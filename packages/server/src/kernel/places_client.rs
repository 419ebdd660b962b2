use anyhow::{Context, Result};
use async_trait::async_trait;
use serde::{Deserialize, Serialize};

use super::BasePlacesSearch;
use crate::common::{GeoPoint, PlaceCandidate};

const SEARCH_URL: &str = "https://places.googleapis.com/v1/places:searchText";
const DETAILS_URL: &str = "https://places.googleapis.com/v1/places";

const SEARCH_FIELD_MASK: &str =
    "places.id,places.displayName,places.formattedAddress,places.location,places.websiteUri";

/// Google Places (New) API client for text search
pub struct GooglePlacesClient {
    api_key: String,
    client: reqwest::Client,
}

/// Text-search request body
#[derive(Debug, Serialize)]
#[serde(rename_all = "camelCase")]
struct SearchRequest {
    text_query: String,
    location_bias: LocationBias,
    max_result_count: usize,
}

#[derive(Debug, Serialize)]
struct LocationBias {
    circle: Circle,
}

#[derive(Debug, Serialize)]
struct Circle {
    center: LatLng,
    radius: f64,
}

#[derive(Debug, Serialize, Deserialize)]
struct LatLng {
    latitude: f64,
    longitude: f64,
}

/// Text-search response
#[derive(Debug, Deserialize)]
struct SearchResponse {
    #[serde(default)]
    places: Vec<Place>,
}

#[derive(Debug, Deserialize)]
#[serde(rename_all = "camelCase")]
struct Place {
    id: String,
    display_name: Option<DisplayName>,
    formatted_address: Option<String>,
    location: Option<LatLng>,
    website_uri: Option<String>,
}

#[derive(Debug, Deserialize)]
struct DisplayName {
    text: String,
}

/// Place-details response (website lookup only)
#[derive(Debug, Deserialize)]
#[serde(rename_all = "camelCase")]
struct DetailsResponse {
    website_uri: Option<String>,
}

impl GooglePlacesClient {
    /// Create a new Places client
    pub fn new(api_key: String) -> Result<Self> {
        let client = reqwest::Client::builder()
            .timeout(std::time::Duration::from_secs(30))
            .build()
            .context("Failed to create HTTP client")?;

        Ok(Self { api_key, client })
    }
}

impl Place {
    fn into_candidate(self) -> Option<PlaceCandidate> {
        let location = self.location?;
        Some(PlaceCandidate {
            place_id: self.id,
            name: self.display_name.map(|n| n.text).unwrap_or_default(),
            formatted_address: self.formatted_address.unwrap_or_default(),
            lat: location.latitude,
            lng: location.longitude,
            website: self.website_uri,
        })
    }
}

#[async_trait]
impl BasePlacesSearch for GooglePlacesClient {
    async fn search(
        &self,
        query: &str,
        center: GeoPoint,
        radius_m: f64,
    ) -> Result<Vec<PlaceCandidate>> {
        let request = SearchRequest {
            text_query: query.to_string(),
            location_bias: LocationBias {
                circle: Circle {
                    center: LatLng {
                        latitude: center.lat,
                        longitude: center.lng,
                    },
                    // Provider caps circle bias at 50km
                    radius: radius_m.min(50_000.0),
                },
            },
            max_result_count: 20,
        };

        let response = self
            .client
            .post(SEARCH_URL)
            .header("X-Goog-Api-Key", &self.api_key)
            .header("X-Goog-FieldMask", SEARCH_FIELD_MASK)
            .json(&request)
            .send()
            .await
            .context("Failed to send places search request")?;

        if !response.status().is_success() {
            let status = response.status();
            let body = response.text().await.unwrap_or_default();
            anyhow::bail!("Places API error {}: {}", status, body);
        }

        let search_response: SearchResponse = response
            .json()
            .await
            .context("Failed to parse places search response")?;

        Ok(search_response
            .places
            .into_iter()
            .filter_map(Place::into_candidate)
            .collect())
    }

    async fn website_for(&self, place_id: &str) -> Result<Option<String>> {
        let url = format!("{}/{}", DETAILS_URL, place_id);

        let response = self
            .client
            .get(&url)
            .header("X-Goog-Api-Key", &self.api_key)
            .header("X-Goog-FieldMask", "websiteUri")
            .send()
            .await
            .context("Failed to send place details request")?;

        if !response.status().is_success() {
            let status = response.status();
            anyhow::bail!("Place details error {} for {}", status, place_id);
        }

        let details: DetailsResponse = response
            .json()
            .await
            .context("Failed to parse place details response")?;

        Ok(details.website_uri)
    }
}

/// No-op search service for testing or when API key not configured
pub struct NoopPlacesSearch;

#[async_trait]
impl BasePlacesSearch for NoopPlacesSearch {
    async fn search(
        &self,
        _query: &str,
        _center: GeoPoint,
        _radius_m: f64,
    ) -> Result<Vec<PlaceCandidate>> {
        tracing::warn!("NoopPlacesSearch: search called but no GOOGLE_PLACES_API_KEY configured");
        Ok(vec![])
    }

    async fn website_for(&self, _place_id: &str) -> Result<Option<String>> {
        Ok(None)
    }
}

---+---

(Your objective) State, as a bare number, how many lines of the listing hold the word "reqwest".

(Written reply) 2